10 Mealtime Etiquettes To Follow In China
October 14, 2019
Having good table manners is essential to the Chinese way of life. Not only do such practices claim to bring about good fortune, but the inability to abide by these etiquettes also tend to reflect poorly on your upbringing, which can be rather embarrassing. From the way you chew to the way you hold your chopsticks, here are 10 rules you have to oblige to when dining in China, or in a Chinese setting.
1. When eating in China, it is common to only start your meal after the elders have started eating. Even as they have said "let's eat", one should not rush in to eat and should still wait for the seniors to begin their meals.
2. On a typical Chinese dining table, rice is served on a bowl instead of a plate. Rather than leaving the bowl on the table as one would do so with a plate, you should pick up your bowl by situating your thumb on the top of the bowl, and comfortably place the remaining fingers around the bowl to support it. One should not clasp the bowl with their whole palm. For the right-handers, they should hold the bowl with their left hand and chopsticks on the right hand.
3. Instead of ala carte courses in the West, food is served in big dishes, which are placed in the middle of a Lazy Susan (known as a turntable, with a rotating tray placed atop the table). In helping oneself to the dishes, one should then take food from the plates placed directly in front of them instead of reaching out to the middle of the table.
4. It's also basic courtesy to not burrow through the food with your chopsticks since it is unsanitary. Likewise, one should refrain from going straight for the "goodies" situated in the middle of the plate, and instead work their way from the corners of the dishes.
5. When using chopsticks, never stick it vertically into your food when not using them as it represents bad luck. This is so as this action is likened to Chinese funerals, where joss sticks are stuck into a pot of rice that is placed on the altar. Hence, when not using your chopsticks, be sure to place them atop your bowl, or simply lay them on the table, beside your bowl.
6. Mealtime is a sacred session to the Chinese. As the saying goes, eating comes first, and everything else comes after (吃饭皇帝大). In this sense, you should never use your phone or be overly focused on the television when having your meal. While it is impolite to do so, it also affects digestion.

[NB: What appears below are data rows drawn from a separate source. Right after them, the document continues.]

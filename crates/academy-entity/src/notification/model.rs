//! In-app notification row.

use chrono::{DateTime, Utc};
use serde::{Deserialize, Serialize};
use sqlx::FromRow;
use std::fmt;

use academy_core::types::{NotificationId, UserId};

use crate::subscription::SubscriptionKind;

/// Notification categories written by the scheduler.
#[derive(Debug, Clone, Copy, PartialEq, Eq, Hash, Serialize, Deserialize, sqlx::Type)]
#[sqlx(type_name = "notification_type", rename_all = "snake_case")]
#[serde(rename_all = "snake_case")]
pub enum NotificationType {
    /// Student reminder for an expiring Quran subscription.
    QuranSubscriptionExpiring,
    /// Student reminder for an expiring academic subscription.
    AcademicSubscriptionExpiring,
    /// Guardian reminder for any expiring subscription.
    GuardianSubscriptionExpiring,
    /// A pending subscription was cancelled for non-payment.
    SubscriptionCancelled,
    /// A subscription was suspended after its grace period.
    SubscriptionSuspended,
}

impl NotificationType {
    /// Student reminder type for a subscription kind.
    pub fn expiring_for(kind: SubscriptionKind) -> Self {
        match kind {
            SubscriptionKind::Quran => Self::QuranSubscriptionExpiring,
            SubscriptionKind::Academic => Self::AcademicSubscriptionExpiring,
        }
    }

    /// Return the type as a snake_case string.
    pub fn as_str(&self) -> &'static str {
        match self {
            Self::QuranSubscriptionExpiring => "quran_subscription_expiring",
            Self::AcademicSubscriptionExpiring => "academic_subscription_expiring",
            Self::GuardianSubscriptionExpiring => "guardian_subscription_expiring",
            Self::SubscriptionCancelled => "subscription_cancelled",
            Self::SubscriptionSuspended => "subscription_suspended",
        }
    }
}

impl fmt::Display for NotificationType {
    fn fmt(&self, f: &mut fmt::Formatter<'_>) -> fmt::Result {
        write!(f, "{}", self.as_str())
    }
}

/// A stored in-app notification.
#[derive(Debug, Clone, Serialize, Deserialize, FromRow)]
pub struct Notification {
    /// Unique notification identifier.
    pub id: NotificationId,
    /// Recipient.
    pub user_id: UserId,
    /// Category.
    pub notification_type: NotificationType,
    /// Short title.
    pub title: String,
    /// Body text.
    pub message: String,
    /// Structured payload rendered by clients.
    pub data: serde_json::Value,
    /// Deep link.
    pub link: Option<String>,
    /// Tenant and entity context.
    pub context: serde_json::Value,
    /// Highlighted in the client.
    pub urgent: bool,
    /// When the notification was read.
    pub read_at: Option<DateTime<Utc>>,
    /// When the notification was created.
    pub created_at: DateTime<Utc>,
}

/// Data required to insert a notification.
#[derive(Debug, Clone, Serialize, Deserialize)]
pub struct CreateNotification {
    /// Recipient.
    pub user_id: UserId,
    /// Category.
    pub notification_type: NotificationType,
    /// Short title.
    pub title: String,
    /// Body text.
    pub message: String,
    /// Structured payload.
    pub data: serde_json::Value,
    /// Deep link.
    pub link: Option<String>,
    /// Tenant and entity context.
    pub context: serde_json::Value,
    /// Highlighted in the client.
    pub urgent: bool,
}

7. While some dishes are a lot more palatable than the others, one should never gobble up the entire dish selfishly. Be considerate - take the food in small amounts instead of serving a large spoonful of it onto your bowl. Also, should there be little food left on the plate and you wish to finish it, be sure to consult the others before devouring it. That being said, if someone else wishes to have the last serving, you should also be generous and offer the dish to them.
8. When removing bones, one should either do so with his/her chopsticks or their hands and place them on the side of their bowl. You should never spit the food onto the table directly as it is very ill-mannered to do so.
credits: Marie France Asia
9. When drinking, it is extremely prevalent for the Chinese to make toasts to one another, or to the general wellbeing of the guests. Diners are expected to join in to the toasts by saying "gan bei" (drain the glass), and while it is not necessary for the guests to finish the entire drink, doing so demonstrates your congeniality.
10. It is frequent for individuals, particularly the older generation, to fight over the payment of a meal. Known as a "dance of politeness", doing so not only displays your gratitude for your host, but it also presents both parties as equals, who are in no way indebted to each other. Failing to argue over the payment with your host can be rather rude too, as it seems to give the impression that you are entitled to their treat. Nonetheless, you should never refuse your host's decision to pay for the meal as it implies that they are incapable of paying, which can be deemed as derogatory.